What a disappointment when I read the following:

To receive my FREE Kit, I just agree to 'audition' Dr. Crandall's Heart Health Report at the low rate of only $54 for a year — 12 monthly issues (a mere 15 cents a day) so I can discover even more great strategies for my heart health.

I don't like this tactic... here is why.

If you have read my posts before, I have commented that the longer a pitch goes without giving you anything of value the greater the probability that you are going to get hit up for money regardless of the promises. This was no exception. I think it is dishonest. It is better when an online business is upfront with folks!

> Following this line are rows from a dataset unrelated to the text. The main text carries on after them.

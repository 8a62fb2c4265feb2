//! Email bodies for applicants

use super::EmailMessage;
use crate::application::Application;
use crate::otp::OtpPurpose;

fn wrap(title_color: &str, title: &str, body: &str) -> String {
    format!(
        r#"<div style="font-family: Arial, sans-serif; max-width: 600px; margin: 0 auto; padding: 20px;"><h2 style="color: {title_color};">{title}</h2>{body}</div>"#
    )
}

fn para(text: &str) -> String {
    format!(r#"<p style="color: #666;">{text}</p>"#)
}

/// Format an amount with thousands separators, e.g. `50,000`
pub fn format_amount(amount: f64) -> String {
    let whole = amount.round() as i64;
    let digits = whole.unsigned_abs().to_string();
    let mut out = String::new();
    for (i, c) in digits.chars().enumerate() {
        if i > 0 && (digits.len() - i) % 3 == 0 {
            out.push(',');
        }
        out.push(c);
    }
    if whole < 0 {
        out.insert(0, '-');
    }
    out
}

pub fn otp_code(to: &str, code: &str, purpose: OtpPurpose, ttl_minutes: i64) -> EmailMessage {
    let purpose = purpose.as_str();
    EmailMessage {
        to: to.to_string(),
        subject: format!("Your OTP for {purpose}"),
        html: format!(
            r#"<div style="font-family:sans-serif; line-height:1.6"><h2>Your OTP Code</h2><p>Your OTP for <strong>{purpose}</strong> is:</p><h1 style="font-size:32px; letter-spacing:2px">{code}</h1><p>This OTP will expire in {ttl_minutes} minutes.</p></div>"#
        ),
        text: format!("OTP for {purpose}: {code} (expires in {ttl_minutes} minutes)"),
    }
}

pub fn application_submitted(to: &str, app: &Application) -> EmailMessage {
    let amount = format_amount(app.loan_details.loan_amount);
    let body = [
        para(&format!("Dear {},", app.personal_info.full_name)),
        para("Your loan application has been submitted successfully."),
        para(&format!(
            "<strong>Application Number:</strong> {}",
            app.application_number
        )),
        para(&format!("<strong>Loan Type:</strong> {}", app.loan_type.as_str())),
        para(&format!("<strong>Loan Amount:</strong> ₹{amount}")),
        para("We will review your application and get back to you soon."),
    ]
    .concat();
    EmailMessage {
        to: to.to_string(),
        subject: "Loan Application Submitted".to_string(),
        html: wrap("#333", "Loan Application Submitted", &body),
        text: format!(
            "Your {} loan application {} for ₹{amount} has been submitted.",
            app.loan_type.as_str(),
            app.application_number
        ),
    }
}

pub fn application_approved(to: &str, app: &Application) -> EmailMessage {
    let amount = format_amount(app.loan_details.loan_amount);
    let body = [
        para(&format!("Dear {},", app.personal_info.full_name)),
        para("Congratulations! Your loan application has been approved."),
        para(&format!(
            "<strong>Application Number:</strong> {}",
            app.application_number
        )),
        para(&format!("<strong>Loan Amount:</strong> ₹{amount}")),
        para("Our team will contact you shortly to proceed with the disbursement."),
    ]
    .concat();
    EmailMessage {
        to: to.to_string(),
        subject: "Loan Application Approved".to_string(),
        html: wrap("#28a745", "Loan Application Approved!", &body),
        text: format!("Your loan application {} has been approved.", app.application_number),
    }
}

pub fn application_rejected(to: &str, app: &Application) -> EmailMessage {
    let reason = app.rejection_reason.as_deref().unwrap_or_default();
    let body = [
        para(&format!("Dear {},", app.personal_info.full_name)),
        para("We regret to inform you that your loan application has been rejected."),
        para(&format!(
            "<strong>Application Number:</strong> {}",
            app.application_number
        )),
        para(&format!("<strong>Reason:</strong> {reason}")),
        para("Please feel free to contact us if you have any questions."),
    ]
    .concat();
    EmailMessage {
        to: to.to_string(),
        subject: "Loan Application Status".to_string(),
        html: wrap("#dc3545", "Loan Application Status", &body),
        text: format!(
            "Your loan application {} has been rejected. Reason: {reason}",
            app.application_number
        ),
    }
}

#[cfg(test)]
mod tests {
    use super::*;

    #[test]
    fn test_format_amount() {
        assert_eq!(format_amount(50_000.0), "50,000");
        assert_eq!(format_amount(999.0), "999");
        assert_eq!(format_amount(1_234_567.4), "1,234,567");
    }

    #[test]
    fn test_otp_email_mentions_purpose_and_expiry() {
        let msg = otp_code("a@b.com", "123456", OtpPurpose::Application, 10);
        assert_eq!(msg.subject, "Your OTP for application");
        assert!(msg.text.contains("123456"));
        assert!(msg.text.contains("10 minutes"));
    }
}
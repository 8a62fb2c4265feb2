//! OTP issuance and verification

use std::sync::Arc;

use rand::Rng;
use chrono::{DateTime, Duration, Utc};
use uuid::Uuid;

use super::model::{hash_code, OtpChallenge, OtpIdentifier, OtpPurpose};
use crate::error::{ApiError, ApiResult};
use crate::notify::{templates, Notifier, NotifyError};
use crate::store::OtpRepository;

/// Result of issuing a challenge
///
/// `code` is the plaintext code; it leaves the service only through the
/// notifier or the degraded-mode fallback.
#[derive(Debug, Clone)]
pub struct IssuedOtp {
    pub code: String,
    pub delivered: bool,
    pub expires_at: DateTime<Utc>,
}

#[derive(Clone)]
pub struct OtpService {
    repo: Arc<dyn OtpRepository>,
    notifier: Arc<dyn Notifier>,
    ttl: Duration,
}

fn generate_code() -> String {
    format!("{:06}", rand::thread_rng().gen_range(0..1_000_000u32))
}

impl OtpService {
    pub fn new(repo: Arc<dyn OtpRepository>, notifier: Arc<dyn Notifier>, ttl_seconds: i64) -> Self {
        Self {
            repo,
            notifier,
            ttl: Duration::seconds(ttl_seconds),
        }
    }

    pub async fn issue(&self, identifier: &OtpIdentifier, purpose: OtpPurpose) -> ApiResult<IssuedOtp> {
        self.issue_at(identifier, purpose, Utc::now()).await
    }

    /// Issue a fresh challenge as of `now`, superseding older ones
    pub async fn issue_at(
        &self,
        identifier: &OtpIdentifier,
        purpose: OtpPurpose,
        now: DateTime<Utc>,
    ) -> ApiResult<IssuedOtp> {
        let key = identifier.key();
        let code = generate_code();
        let challenge = OtpChallenge {
            id: Uuid::new_v4(),
            identifier_key: key.clone(),
            email: identifier.email.clone(),
            phone: identifier.phone.clone(),
            purpose,
            code_hash: hash_code(&key, purpose, &code),
            expires_at: now + self.ttl,
            consumed_at: None,
            created_at: now,
        };
        self.repo.replace_challenge(&challenge).await?;

        let delivery = match &identifier.email {
            Some(email) => {
                let message = templates::otp_code(email, &code, purpose, self.ttl.num_minutes());
                self.notifier.send(message).await
            }
            None => Err(NotifyError::NoChannel("phone".to_string())),
        };
        let delivered = match delivery {
            Ok(()) => true,
            Err(e) => {
                tracing::warn!(purpose = purpose.as_str(), error = %e, "OTP delivery failed");
                false
            }
        };

        tracing::info!(purpose = purpose.as_str(), delivered, "OTP issued");
        Ok(IssuedOtp {
            code,
            delivered,
            expires_at: challenge.expires_at,
        })
    }

    pub async fn verify(&self, identifier: &OtpIdentifier, purpose: OtpPurpose, code: &str) -> ApiResult<()> {
        self.verify_at(identifier, purpose, code, Utc::now()).await
    }

    /// Consume a matching live challenge; any failure is `InvalidOtp`
    pub async fn verify_at(
        &self,
        identifier: &OtpIdentifier,
        purpose: OtpPurpose,
        code: &str,
        now: DateTime<Utc>,
    ) -> ApiResult<()> {
        let code = code.trim();
        if code.is_empty() {
            return Err(ApiError::InvalidOtp);
        }
        let key = identifier.key();
        let consumed = self
            .repo
            .consume_challenge(&key, purpose, &hash_code(&key, purpose, code), now)
            .await?;
        if consumed {
            tracing::info!(purpose = purpose.as_str(), "OTP verified");
            Ok(())
        } else {
            tracing::debug!(purpose = purpose.as_str(), "OTP verification failed");
            Err(ApiError::InvalidOtp)
        }
    }

    /// Drop expired and consumed challenges
    pub async fn purge_expired(&self) -> ApiResult<u64> {
        Ok(self.repo.purge_challenges(Utc::now()).await?)
    }
}

#[cfg(test)]
mod tests {
    use super::*;

    #[test]
    fn test_generated_codes_are_six_digits() {
        for _ in 0..100 {
            let code = generate_code();
            assert_eq!(code.len(), 6);
            assert!(code.chars().all(|c| c.is_ascii_digit()));
        }
    }
}
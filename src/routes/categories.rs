//! Loan category routes

use axum::{routing::get, Router};

use crate::handlers::categories;
use crate::state::AppState;

pub fn category_routes() -> Router<AppState> {
    Router::new()
        .route(
            "/api/categories",
            get(categories::list_categories).post(categories::create_category),
        )
        .route(
            "/api/categories/:id",
            get(categories::get_category)
                .put(categories::update_category)
                .delete(categories::delete_category),
        )
        .route(
            "/api/categories/:id/loans",
            get(categories::list_category_loans).post(categories::create_category_loan),
        )
}
//! Dynamic form field handlers

use axum::{
    extract::{Path, State},
    http::StatusCode,
    Json,
};
use std::sync::Arc;
use uuid::Uuid;

use super::AdminUser;
use crate::error::ApiError;
use crate::forms::{
    CreateFormFieldRequest, FieldScope, FormFieldDefinition, FormSchemaService, RenderContract,
    UpdateFormFieldRequest,
};
use crate::models::ApiResponse;

pub async fn list_category_fields(
    State(forms): State<Arc<FormSchemaService>>,
    Path(category_id): Path<Uuid>,
) -> Result<Json<ApiResponse<Vec<FormFieldDefinition>>>, ApiError> {
    let fields = forms.list(FieldScope::CategoryId(category_id)).await?;
    Ok(Json(ApiResponse::ok(fields)))
}

pub async fn list_loan_fields(
    State(forms): State<Arc<FormSchemaService>>,
    Path(loan_id): Path<Uuid>,
) -> Result<Json<ApiResponse<Vec<FormFieldDefinition>>>, ApiError> {
    let fields = forms.list(FieldScope::LoanId(loan_id)).await?;
    Ok(Json(ApiResponse::ok(fields)))
}

/// Effective schema of a loan as UI control contracts
pub async fn render_loan_fields(
    State(forms): State<Arc<FormSchemaService>>,
    Path(loan_id): Path<Uuid>,
) -> Result<Json<ApiResponse<Vec<RenderContract>>>, ApiError> {
    Ok(Json(ApiResponse::ok(forms.render_for_loan(loan_id).await?)))
}

pub async fn create_field(
    State(forms): State<Arc<FormSchemaService>>,
    AdminUser(_admin): AdminUser,
    Json(request): Json<CreateFormFieldRequest>,
) -> Result<(StatusCode, Json<ApiResponse<FormFieldDefinition>>), ApiError> {
    let field = forms.create(request).await?;
    Ok((StatusCode::CREATED, Json(ApiResponse::ok(field))))
}

pub async fn update_field(
    State(forms): State<Arc<FormSchemaService>>,
    AdminUser(_admin): AdminUser,
    Path(id): Path<Uuid>,
    Json(request): Json<UpdateFormFieldRequest>,
) -> Result<Json<ApiResponse<FormFieldDefinition>>, ApiError> {
    Ok(Json(ApiResponse::ok(forms.update(id, request).await?)))
}

pub async fn delete_field(
    State(forms): State<Arc<FormSchemaService>>,
    AdminUser(_admin): AdminUser,
    Path(id): Path<Uuid>,
) -> Result<StatusCode, ApiError> {
    forms.delete(id).await?;
    Ok(StatusCode::NO_CONTENT)
}
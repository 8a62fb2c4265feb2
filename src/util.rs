//! Small input-coercion helpers for form-encoded payloads
//!
//! Browser forms post numbers as strings ("50000") and empty inputs as "".
//! These helpers accept either representation.

use serde::{Deserialize, Deserializer};
use serde_json::Value;

/// Interpret a JSON value as a finite number, accepting numeric strings
pub fn lenient_number(value: &Value) -> Option<f64> {
    let n = match value {
        Value::Number(n) => n.as_f64(),
        Value::String(s) => {
            let trimmed = s.trim();
            if trimmed.is_empty() {
                None
            } else {
                trimmed.replace(',', "").parse::<f64>().ok()
            }
        }
        _ => None,
    }?;
    n.is_finite().then_some(n)
}

/// Serde adapter: optional number that may arrive as a string or be empty
pub fn de_lenient_f64<'de, D>(deserializer: D) -> Result<Option<f64>, D::Error>
where
    D: Deserializer<'de>,
{
    let value = Option::<Value>::deserialize(deserializer)?;
    Ok(value.as_ref().and_then(lenient_number))
}

/// Serde adapter: optional non-negative integer that may arrive as a string
pub fn de_lenient_u32<'de, D>(deserializer: D) -> Result<Option<u32>, D::Error>
where
    D: Deserializer<'de>,
{
    let value = Option::<Value>::deserialize(deserializer)?;
    Ok(value
        .as_ref()
        .and_then(lenient_number)
        .filter(|n| *n >= 0.0 && n.fract() == 0.0 && *n <= u32::MAX as f64)
        .map(|n| n as u32))
}
//! Shared data models for the LoanDesk backend

use serde::{Deserialize, Serialize};
use sqlx::types::chrono::{DateTime, Utc};
use uuid::Uuid;

/// User model
#[derive(Debug, Serialize, Deserialize, sqlx::FromRow, Clone)]
#[serde(rename_all = "camelCase")]
pub struct User {
    pub id: Uuid,
    pub email: String,
    pub name: Option<String>,
    pub phone: Option<String>,
    pub role: UserRole,
    pub created_at: DateTime<Utc>,
    pub updated_at: DateTime<Utc>,
}

impl User {
    /// New borrower account for a verified email
    pub fn new_borrower(email: &str) -> Self {
        let now = Utc::now();
        Self {
            id: Uuid::new_v4(),
            email: email.trim().to_lowercase(),
            name: None,
            phone: None,
            role: UserRole::User,
            created_at: now,
            updated_at: now,
        }
    }

    pub fn is_admin(&self) -> bool {
        self.role == UserRole::Admin
    }
}

/// User roles
#[derive(Debug, Serialize, Deserialize, sqlx::Type, Clone, Copy, PartialEq, Eq)]
#[sqlx(type_name = "user_role", rename_all = "lowercase")]
#[serde(rename_all = "lowercase")]
pub enum UserRole {
    User,
    Admin,
}

impl UserRole {
    pub fn as_str(&self) -> &'static str {
        match self {
            UserRole::User => "user",
            UserRole::Admin => "admin",
        }
    }

    pub fn parse(s: &str) -> Option<Self> {
        match s {
            "user" => Some(UserRole::User),
            "admin" => Some(UserRole::Admin),
            _ => None,
        }
    }
}

/// API response wrapper
#[derive(Debug, Serialize, Deserialize)]
pub struct ApiResponse<T> {
    pub success: bool,
    pub data: Option<T>,
    pub error: Option<String>,
    /// Non-fatal problems encountered after the primary operation succeeded
    #[serde(default, skip_serializing_if = "Vec::is_empty")]
    pub warnings: Vec<String>,
}

impl<T> ApiResponse<T> {
    pub fn ok(data: T) -> Self {
        Self {
            success: true,
            data: Some(data),
            error: None,
            warnings: Vec::new(),
        }
    }

    pub fn with_warnings(data: T, warnings: Vec<String>) -> Self {
        Self {
            warnings,
            ..Self::ok(data)
        }
    }
}

/// Pagination parameters
#[derive(Debug, Deserialize, Clone, Copy)]
pub struct PaginationParams {
    pub page: Option<i64>,
    pub limit: Option<i64>,
}

impl PaginationParams {
    /// Page (1-based) and limit, clamped to sane bounds
    pub fn resolve(&self) -> (i64, i64) {
        let page = self.page.unwrap_or(1).max(1);
        let limit = self.limit.unwrap_or(10).clamp(1, 100);
        (page, limit)
    }
}

/// Paginated response
#[derive(Debug, Serialize)]
pub struct PaginatedResponse<T> {
    pub data: Vec<T>,
    pub total: i64,
    pub page: i64,
    pub limit: i64,
    pub pages: i64,
}

impl<T> PaginatedResponse<T> {
    pub fn new(data: Vec<T>, total: i64, page: i64, limit: i64) -> Self {
        let pages = if total == 0 { 0 } else { (total + limit - 1) / limit };
        Self {
            data,
            total,
            page,
            limit,
            pages,
        }
    }
}

#[cfg(test)]
mod tests {
    use super::*;

    #[test]
    fn test_pagination_clamps() {
        let p = PaginationParams {
            page: Some(0),
            limit: Some(1000),
        };
        assert_eq!(p.resolve(), (1, 100));
    }

    #[test]
    fn test_paginated_page_count() {
        let r = PaginatedResponse::new(vec![1, 2, 3], 21, 1, 10);
        assert_eq!(r.pages, 3);
    }

    #[test]
    fn test_role_round_trip_names() {
        assert_eq!(UserRole::parse(UserRole::Admin.as_str()), Some(UserRole::Admin));
        assert_eq!(UserRole::parse("buyer"), None);
    }
}
//! Database connection and pool management for LoanDesk
//!
//! This module handles PostgreSQL connection pooling and migrations.

use sqlx::postgres::{PgPool, PgPoolOptions};
use std::time::Duration;

use crate::config::Config;

/// Database connection error
#[derive(Debug, thiserror::Error)]
pub enum DbError {
    #[error("DATABASE_URL is not configured")]
    MissingUrl,

    #[error("Failed to connect to database: {0}")]
    ConnectionError(String),

    #[error("Failed to run migrations: {0}")]
    MigrationError(String),

    #[error("Database health check failed: {0}")]
    HealthCheckError(String),
}

/// Create a database connection pool
pub async fn create_pool(config: &Config) -> Result<PgPool, DbError> {
    let url = config.database_url.as_deref().ok_or(DbError::MissingUrl)?;
    tracing::info!("Connecting to database at {}", config.database_url_masked());

    let pool = PgPoolOptions::new()
        .max_connections(config.db_max_connections)
        .acquire_timeout(Duration::from_secs(5))
        .idle_timeout(Duration::from_secs(600))
        .connect(url)
        .await
        .map_err(|e| DbError::ConnectionError(e.to_string()))?;

    tracing::info!("Database connection pool created successfully");

    Ok(pool)
}

/// Run database migrations
pub async fn run_migrations(pool: &PgPool) -> Result<(), DbError> {
    tracing::info!("Running database migrations...");

    sqlx::migrate!("./migrations")
        .run(pool)
        .await
        .map_err(|e| DbError::MigrationError(e.to_string()))?;

    tracing::info!("Database migrations completed successfully");

    Ok(())
}

/// Check database connectivity (for health checks)
pub async fn check_health(pool: &PgPool) -> Result<(), DbError> {
    sqlx::query("SELECT 1")
        .fetch_one(pool)
        .await
        .map_err(|e| DbError::HealthCheckError(e.to_string()))?;

    Ok(())
}
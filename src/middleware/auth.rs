//! Authentication extractors
//!
//! Bearer access tokens are verified statelessly against the JWT secret.

use axum::{
    async_trait,
    extract::{FromRef, FromRequestParts},
    http::{request::Parts, StatusCode},
    response::{IntoResponse, Response},
    Json,
};
use axum_extra::{
    headers::{authorization::Bearer, Authorization},
    TypedHeader,
};
use serde::Serialize;
use std::sync::Arc;
use uuid::Uuid;

use crate::application::Actor;
use crate::auth::{get_user_id_from_claims, verify_token, AuthService, JwtError, TokenType};
use crate::models::UserRole;

/// Authenticated user extracted from JWT token
#[derive(Debug, Clone)]
pub struct AuthenticatedUser {
    pub user_id: Uuid,
    pub email: Option<String>,
    pub role: UserRole,
}

impl AuthenticatedUser {
    pub fn actor(&self) -> Actor {
        Actor {
            user_id: self.user_id,
            role: self.role,
        }
    }
}

/// Error response for authentication failures
#[derive(Debug, Serialize)]
struct AuthError {
    #[serde(skip)]
    status: StatusCode,
    error: AuthErrorDetails,
}

#[derive(Debug, Serialize)]
struct AuthErrorDetails {
    code: String,
    message: String,
}

impl AuthError {
    fn new(code: &str, message: &str) -> Self {
        Self {
            status: StatusCode::UNAUTHORIZED,
            error: AuthErrorDetails {
                code: code.to_string(),
                message: message.to_string(),
            },
        }
    }

    fn forbidden(message: &str) -> Self {
        Self {
            status: StatusCode::FORBIDDEN,
            ..Self::new("FORBIDDEN", message)
        }
    }
}

impl IntoResponse for AuthError {
    fn into_response(self) -> Response {
        (self.status, Json(self)).into_response()
    }
}

/// Extractor for authenticated users
///
/// # Example
///
/// ```rust,ignore
/// async fn protected_handler(user: AuthenticatedUser) -> impl IntoResponse {
///     format!("Hello, user {}", user.user_id)
/// }
/// ```
#[async_trait]
impl<S> FromRequestParts<S> for AuthenticatedUser
where
    Arc<AuthService>: FromRef<S>,
    S: Send + Sync,
{
    type Rejection = Response;

    async fn from_request_parts(parts: &mut Parts, state: &S) -> Result<Self, Self::Rejection> {
        let TypedHeader(Authorization(bearer)) =
            TypedHeader::<Authorization<Bearer>>::from_request_parts(parts, state)
                .await
                .map_err(|_| {
                    AuthError::new(
                        "MISSING_TOKEN",
                        "Authorization header with Bearer token required",
                    )
                    .into_response()
                })?;

        let auth_service = Arc::<AuthService>::from_ref(state);

        let claims = verify_token(bearer.token(), auth_service.jwt_secret()).map_err(|e| {
            let (code, message) = match e {
                JwtError::TokenExpired => ("TOKEN_EXPIRED", "Token has expired"),
                _ => ("INVALID_TOKEN", "Invalid token"),
            };
            AuthError::new(code, message).into_response()
        })?;

        // OTP verification tokens never authenticate requests
        if claims.token_type != TokenType::Access.as_str() {
            return Err(
                AuthError::new("INVALID_TOKEN_TYPE", "Expected access token").into_response(),
            );
        }

        let user_id = get_user_id_from_claims(&claims).map_err(|_| {
            AuthError::new("INVALID_TOKEN", "Invalid user ID in token").into_response()
        })?;

        let role = claims
            .role
            .as_deref()
            .and_then(UserRole::parse)
            .ok_or_else(|| {
                AuthError::new("INVALID_TOKEN", "Invalid role in token").into_response()
            })?;

        Ok(AuthenticatedUser {
            user_id,
            email: claims.email,
            role,
        })
    }
}

/// Requires the admin role
pub struct AdminUser(pub AuthenticatedUser);

#[async_trait]
impl<S> FromRequestParts<S> for AdminUser
where
    Arc<AuthService>: FromRef<S>,
    S: Send + Sync,
{
    type Rejection = Response;

    async fn from_request_parts(parts: &mut Parts, state: &S) -> Result<Self, Self::Rejection> {
        let user = AuthenticatedUser::from_request_parts(parts, state).await?;

        if user.role != UserRole::Admin {
            return Err(AuthError::forbidden("Admin access required").into_response());
        }

        Ok(AdminUser(user))
    }
}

I think it's dishonest to offer the promise of a free gift, entice your listener to wait through your presentation only to then make it a conditionally free offer. Doesn't that bother you, too?

Here you have to BUY ("audition"-really?) Dr, Crandall's newsletter before you get his "FREE gifts".

[Side note: If you want to cancel and get your money back (then its free, I guess) you will probably have to follow whatever process they require--I can't comment on that because it was not on the page I looked at-see below]

Back on topic.....Does that sound like free to you? "You give me some money...I will give you my "free stuff" (only after I have your money) and if you don't like the stuff....trust me....I will return your money. Honest! " I don't think so.

Business is business--I get that...but I felt Dr. Chauncey Crandall's offer had an altruistic air to it...a' giving-back-to-the-community' feel to it....would make sense.... a doc like this [probably doing well for himself...works at several hospitals...has a good practice and is even reported to be born again] may do that. Nope, not here.

So folks, I walked away. My rule is if I see disingenuous behavior on the front end I will probably see it going forward. Do your due diligence and be careful. To play it safe, never go for a "FREE" offer that requires you first have to give someone a credit card or other payment. Keep this in mind: If you do give them your money and you are not satisfied you will then find yourself in the unenviable position of trying to get them, (those who misled you from the start) to honor their promise of returning your money--good luck. Too many sad stories of that scam to take the chance. IMHO.

Last note. I noticed on the sign up page I was linked to that there was not a link to read more about their terms and conditions or guarantee--red flag. I have no idea what hoops I would have to jump through to get them to return my money. Always look for the details of any guarantee.

I hope this helps. The internet has great information that is truly free....you don't need to pay someone to find that out.